Sunday 16 April 2017

Anti-nazi Ostersonntag - Hanns Eisler sets Brecht

Ostersonntag Hanns Eisler's setting of Bertolt Brecht's poem Frühling 1938, from Eisler's Hollywood Liederbuch.  Brecht opposed capitalist oppression  but his heirs enforce copyright to extreme lengths.  Fortunately, Eisler believed in the dissemination of Brecht's ideas, and in solidarity with the People. Eisler's song begins almost hesitantly, as if the feelings expressed are too painful to confront. The piano plays dotted rhythms,  pulsating tension and suppressed  anxiety.

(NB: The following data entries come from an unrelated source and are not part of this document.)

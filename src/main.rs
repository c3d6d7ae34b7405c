use std::net::SocketAddr;

use anyhow::Context;
use crm_edge::api::{self, AppState};
use crm_edge::config::AppConfig;
use crm_edge::database::Database;
use tracing_subscriber::EnvFilter;

#[tokio::main]
async fn main() -> anyhow::Result<()> {
    // Load .env if present so cargo run picks up HMAC_SECRET, DATABASE_URL, etc.
    let _ = dotenvy::dotenv();

    tracing_subscriber::fmt()
        .with_env_filter(EnvFilter::try_from_default_env().unwrap_or_else(|_| EnvFilter::new("info")))
        .init();

    let config = AppConfig::from_env().context("invalid configuration")?;
    tracing::info!("Starting CRM edge API in {:?} mode", config.environment);

    let db = Database::connect(&config.database.url, config.database.max_connections)
        .await
        .context("failed to open database")?;
    db.init_schema().await?;

    let port = config.api.port;
    let app = api::router(AppState::new(db.clone(), config));

    let bind_addr = SocketAddr::from(([0, 0, 0, 0], port));
    let listener = tokio::net::TcpListener::bind(bind_addr)
        .await
        .with_context(|| format!("failed to bind {}", bind_addr))?;

    tracing::info!("CRM edge API listening on http://{}", bind_addr);

    axum::serve(listener, app)
        .with_graceful_shutdown(shutdown_signal())
        .await?;

    db.close().await;
    Ok(())
}

async fn shutdown_signal() {
    if let Err(e) = tokio::signal::ctrl_c().await {
        tracing::error!("Failed to listen for shutdown signal: {}", e);
        std::future::pending::<()>().await;
    }
    tracing::info!("Shutting down");
}
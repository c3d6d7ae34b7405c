#![allow(dead_code)]

use std::sync::Arc;
use std::time::{Duration, Instant};

use anyhow::{Context, Result};
use crm_edge::api::{self, AppState};
use crm_edge::auth::{sign, Clock, RequestAuthenticator, SIGNATURE_HEADER, TIMESTAMP_HEADER};
use crm_edge::config::AppConfig;
use crm_edge::database::Database;
use reqwest::StatusCode;
use serde_json::Value;
use tokio::task::JoinHandle;

pub const SECRET: &str = "integration-test-secret";
pub const ALLOWED_ORIGIN: &str = "http://localhost:5173";

/// In-process server on a free port, backed by a private in-memory database.
/// Aborted when dropped.
pub struct TestServer {
    pub port: u16,
    pub base_url: String,
    pub db: Database,
    pub client: reqwest::Client,
    handle: JoinHandle<()>,
}

impl TestServer {
    pub async fn start() -> Result<Self> {
        Self::start_with(None, &[]).await
    }

    /// Server whose authenticator reads time from `clock`
    pub async fn start_with_clock(clock: Arc<dyn Clock>) -> Result<Self> {
        Self::start_with(Some(clock), &[]).await
    }

    pub async fn start_with(clock: Option<Arc<dyn Clock>>, env: &[(&str, &str)]) -> Result<Self> {
        let mut vars: Vec<(String, String)> = vec![
            ("HMAC_SECRET".into(), SECRET.into()),
            ("DATABASE_URL".into(), "sqlite::memory:".into()),
            ("ALLOWED_ORIGINS".into(), ALLOWED_ORIGIN.into()),
            ("API_ENABLE_REQUEST_LOGGING".into(), "false".into()),
        ];
        vars.extend(env.iter().map(|(k, v)| (k.to_string(), v.to_string())));

        let config = AppConfig::from_lookup(|key| {
            vars.iter().rev().find(|(k, _)| k == key).map(|(_, v)| v.clone())
        })?;

        let db = Database::connect(&config.database.url, config.database.max_connections).await?;
        db.init_schema().await?;

        let mut state = AppState::new(db.clone(), config);
        if let Some(clock) = clock {
            let auth_config = state.config.auth_config().with_clock(clock);
            state = state.with_authenticator(RequestAuthenticator::new(auth_config));
        }

        // Pick an unused port for isolation
        let port = portpicker::pick_unused_port().context("failed to pick free port")?;
        let base_url = format!("http://127.0.0.1:{}", port);
        let listener = tokio::net::TcpListener::bind(("127.0.0.1", port)).await?;

        let app = api::router(state);
        let handle = tokio::spawn(async move {
            let _ = axum::serve(listener, app).await;
        });

        let server = Self {
            port,
            base_url,
            db,
            client: reqwest::Client::new(),
            handle,
        };
        server.wait_ready(Duration::from_secs(10)).await?;
        Ok(server)
    }

    async fn wait_ready(&self, timeout: Duration) -> Result<()> {
        let deadline = Instant::now() + timeout;
        let url = format!("{}/health", self.base_url);
        while Instant::now() < deadline {
            if let Ok(resp) = self.client.get(&url).send().await {
                if resp.status() == StatusCode::OK || resp.status() == StatusCode::SERVICE_UNAVAILABLE {
                    return Ok(());
                }
            }
            tokio::time::sleep(Duration::from_millis(50)).await;
        }
        anyhow::bail!("server did not become ready on {} within {:?}", self.base_url, timeout)
    }

    pub fn url(&self, path: &str) -> String {
        format!("{}{}", self.base_url, path)
    }

    /// POST `body` verbatim with the given header values (None omits the header)
    pub async fn post_raw(
        &self,
        path: &str,
        timestamp: Option<&str>,
        signature: Option<&str>,
        body: &str,
    ) -> Result<(StatusCode, Value)> {
        let mut request = self
            .client
            .post(self.url(path))
            .header("Content-Type", "application/json")
            .body(body.to_string());
        if let Some(ts) = timestamp {
            request = request.header(TIMESTAMP_HEADER, ts);
        }
        if let Some(sig) = signature {
            request = request.header(SIGNATURE_HEADER, sig);
        }

        let response = request.send().await?;
        let status = response.status();
        let json = response.json::<Value>().await?;
        Ok((status, json))
    }

    /// POST `body` signed with the shared secret at `timestamp`
    pub async fn post_signed_at(&self, path: &str, timestamp: i64, body: &str) -> Result<(StatusCode, Value)> {
        let ts = timestamp.to_string();
        let sig = sign(SECRET.as_bytes(), &ts, body.as_bytes());
        self.post_raw(path, Some(&ts), Some(&sig), body).await
    }

    /// Signed call to `/sql/{endpoint}` at the current time
    pub async fn call(&self, endpoint: &str, body: Value) -> Result<(StatusCode, Value)> {
        let body = serde_json::to_string(&body)?;
        self.post_signed_at(&format!("/sql/{}", endpoint), now(), &body).await
    }
}

impl Drop for TestServer {
    fn drop(&mut self) {
        self.handle.abort();
    }
}

pub fn now() -> i64 {
    chrono::Utc::now().timestamp()
}
use axum::{
    http::StatusCode,
    response::{IntoResponse, Json, Response},
};
use serde::Serialize;
use serde_json::{json, Value};

use crate::error::ApiError;

/// Wrapper for API responses that adds the `ok: true` envelope.
///
/// Object payloads are flattened into the envelope, so
/// `json!({"user": u})` renders as `{"ok": true, "user": u}`. Every
/// `/sql/*` success is a 200, including inserts.
#[derive(Debug)]
pub struct ApiResponse<T: Serialize> {
    pub data: T,
}

impl<T: Serialize> ApiResponse<T> {
    pub fn success(data: T) -> Self {
        Self { data }
    }
}

impl<T: Serialize> IntoResponse for ApiResponse<T> {
    fn into_response(self) -> Response {
        let data_value = match serde_json::to_value(&self.data) {
            Ok(value) => value,
            Err(e) => {
                tracing::error!("Failed to serialize response data: {}", e);
                return ApiError::InternalServerError.into_response();
            }
        };

        let envelope = match data_value {
            Value::Object(mut fields) => {
                fields.insert("ok".to_string(), Value::Bool(true));
                Value::Object(fields)
            }
            other => json!({ "ok": true, "data": other }),
        };

        (StatusCode::OK, Json(envelope)).into_response()
    }
}

pub type ApiResult<T> = Result<ApiResponse<T>, ApiError>;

"Today", the singer intones, "it's Easter Sunday." But a chill wind blows a sudden snowstorm, across the sea, covering the green shoots of Spring under a blanket of snow. An apricot tree stands in the garden, protected by the warm walls of the house. Will its buds be killed by frost?  The poet's son begs him to protect the tree . The words "younger son" are warmly shaped, in contrast to the frigid tension that's gone before.  The pace becomes more urgent.  The father had been writing a diatribe against the warmongers whose machinations threaten the whole continent, the island of calm, the people there and "my family", words again set with gentle warmth.  Eisler elides the last phrase,  with a dramatic descending curve, ending with the words "vertilgen muss"  half-spoken, half-sung, but sinister.  The edgy chords become stronger and more defiant.  Minor key, but major impact. Silently, father and son place hessian over the freezing buds.  Will the tree survive, will it bear fruit? The song ends inconclusively, the last figures on the piano repeating, hovering, unresolved.  The song lasts barely 90 seconds, yet encompasses vast stretches of time, place and feeling.  Like Brecht, Eisler was in exile, physically comfortable but vulnerable.  Poet and composer both in emotional "islands", trying to stave off the chill of what they knew was happening back home.

Eisler's Hollywood Liederbuch is an amazingly varied document of alienation and protest, the "Winterreise of the Twentieth Century", as Matthias Goerne, its finest interpreter, has called it.   Read more about Goerne and Eisler's Hollywood Liederbuch HERE, and about Eisler's Deutsche Sinfonie HERE. Lots  more on this site about Eisler, Brecht, Goerne, war and anti-facism.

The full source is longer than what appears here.